ONE PIECE Hely yeah! i would eat multiple devil fruits and eat a fruit that can turn me to water so i would no drown.
Any show where it is not easy to die so Pokemon is on the list. I mean humans are the strongest pokemon ever, every move is not very effective against humans, also b/c i wanna try some slowpoke tail.
Megaman NT WARRIOR Net Navis FTW! I mean for example..."OMG a Virus attack! But wait I have this. GO man. *kills virus* Yippee no more virus!"
Inuzuma 11 I mean when was the last time you saw a dragon appear just from kicking a soccer ball.
Eyeshield 21 DEVILBAT GHOST!!!!
Now some of you guys will be like, Bleach. I say no, even if the world was like bleach how the hell would you notice, i mean unless you have spirit powers. Maybe the world is already like Bleach but we just don't know it. Same with DBZ, i would hate dying then get brought to life, might as well make the world like CoD.


----------



## Scott-105 (Jul 28, 2010)

I'm not sure this is an anime but whatever: Avatar: The Last Airbender

It would be effing sick to be able to shoot fire, or move water,  or earth, or shoot air.

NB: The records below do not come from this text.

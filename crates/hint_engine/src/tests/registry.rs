//! Registry lifecycle

use crate::config::ConfigError;
use crate::core::HintConfig;
use crate::session::{ChannelSink, LogSink, Registry, SessionError};

use super::quiet_config;

#[test]
fn test_one_session_per_viewer() {
    let registry = Registry::new(quiet_config()).unwrap();
    registry.create_session("alice", LogSink::default()).unwrap();

    let (sink, _payloads) = ChannelSink::new();
    assert!(matches!(
        registry.create_session("alice", sink),
        Err(SessionError::SessionExists(viewer)) if viewer == "alice"
    ));
}

#[test]
fn test_destroy_session() {
    let registry = Registry::new(quiet_config()).unwrap();
    let session = registry.create_session("bob", LogSink::default()).unwrap();
    assert_eq!(registry.sessions().len(), 1);
    assert_eq!(registry.session("bob").map(|s| s.id()), Some(session.id()));

    assert!(registry.destroy_session("bob"));
    assert!(!registry.destroy_session("bob"));
    assert!(session.is_closed());
    assert!(registry.session("bob").is_none());

    // the viewer can reconnect
    registry.create_session("bob", LogSink::default()).unwrap();
}

#[test]
fn test_shutdown_closes_everything() {
    let registry = Registry::new(quiet_config()).unwrap();
    let a = registry.create_session("a", LogSink::default()).unwrap();
    let b = registry.create_session("b", LogSink::default()).unwrap();

    registry.shutdown();
    assert!(a.is_closed());
    assert!(b.is_closed());
    assert!(registry.sessions().is_empty());
}

#[test]
fn test_invalid_config_is_rejected() {
    let mut config = HintConfig::default();
    config.schedule.worker_threads = 0;

    assert!(matches!(
        Registry::new(config),
        Err(SessionError::Config(ConfigError::Invalid(_)))
    ));
}
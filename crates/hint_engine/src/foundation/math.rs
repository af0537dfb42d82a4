//! Math utilities and types
//!
//! Screen-space geometry for text placement. The surface uses a
//! y-down coordinate system: `y = 0` is the top edge and grows towards
//! the bottom, `x = 0` is the horizontal centre.

pub use nalgebra::Vector2;

/// 2D vector type
pub type Vec2 = Vector2<f32>;

/// 2D point type
pub type Point2 = nalgebra::Point2<f32>;

/// Axis-aligned rectangle in surface space
#[derive(Debug, Clone, Copy, PartialEq)]
pub struct Rect {
    /// Left edge
    pub left: f32,
    /// Right edge
    pub right: f32,
    /// Top edge (smaller y)
    pub top: f32,
    /// Bottom edge (larger y)
    pub bottom: f32,
}

impl Rect {
    /// Create a rectangle from its four edges
    pub fn new(left: f32, right: f32, top: f32, bottom: f32) -> Self {
        Self { left, right, top, bottom }
    }

    /// Rectangle horizontally centred on `x` whose bottom edge sits at `y`
    pub fn centered_bottom(x: f32, y: f32, width: f32, height: f32) -> Self {
        let half = width / 2.0;
        Self::new(x - half, x + half, y - height, y)
    }

    /// Width of the rectangle
    pub fn width(&self) -> f32 {
        self.right - self.left
    }

    /// Height of the rectangle
    pub fn height(&self) -> f32 {
        self.bottom - self.top
    }

    /// Grow each edge outwards by the given amounts
    pub fn expand(&self, left: f32, right: f32, top: f32, bottom: f32) -> Self {
        Self::new(
            self.left - left,
            self.right + right,
            self.top - top,
            self.bottom + bottom,
        )
    }

    /// Strict overlap test; rectangles that only share an edge do not intersect
    pub fn intersects(&self, other: &Rect) -> bool {
        self.left < other.right
            && other.left < self.right
            && self.top < other.bottom
            && other.top < self.bottom
    }
}

#[cfg(test)]
mod tests {
    use super::*;

    #[test]
    fn test_touching_edges_do_not_intersect() {
        let a = Rect::new(0.0, 10.0, 0.0, 10.0);
        let b = Rect::new(10.0, 20.0, 0.0, 10.0);
        let c = Rect::new(0.0, 10.0, 10.0, 20.0);

        assert!(!a.intersects(&b));
        assert!(!a.intersects(&c));
    }

    #[test]
    fn test_overlap_is_symmetric() {
        let a = Rect::new(0.0, 10.0, 0.0, 10.0);
        let b = Rect::new(5.0, 15.0, 5.0, 15.0);

        assert!(a.intersects(&b));
        assert!(b.intersects(&a));
    }

    #[test]
    fn test_centered_bottom() {
        let rect = Rect::centered_bottom(0.0, 100.0, 40.0, 20.0);
        assert_eq!(rect, Rect::new(-20.0, 20.0, 80.0, 100.0));
        assert_eq!(rect.width(), 40.0);
        assert_eq!(rect.height(), 20.0);
    }
}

Like holy balls.


----------



## gamefreak94 (Jul 28, 2010)

Scott-105 said:
			
		

> I'm not sure this is an anime but whatever: Avatar: The Last Airbender
> 
> It would be effing sick to be able to shoot fire, or move water,  or earth, or shoot air. Like holy balls.


Anime means animation. It doesn't mean a japanese manga series turned into a cartoon. This means pretty much any anime are just cartoons.


----------



## Scott-105 (Jul 28, 2010)

gamefreak94 said:
			
		

> Scott-105 said:
> 
> 
> 
> ...


Cool story breh.


----------



## XXLANCEXX (Jul 28, 2010)

I want Death Note
and Akira to be Real XD
I WANNA BE TETSUO SHIMA


----------



## hullo8d (Jul 28, 2010)

gamefreak94 said:
			
		

> Anime means animation. It doesn't mean a japanese manga series turned into a cartoon. This means pretty much any anime are just cartoons.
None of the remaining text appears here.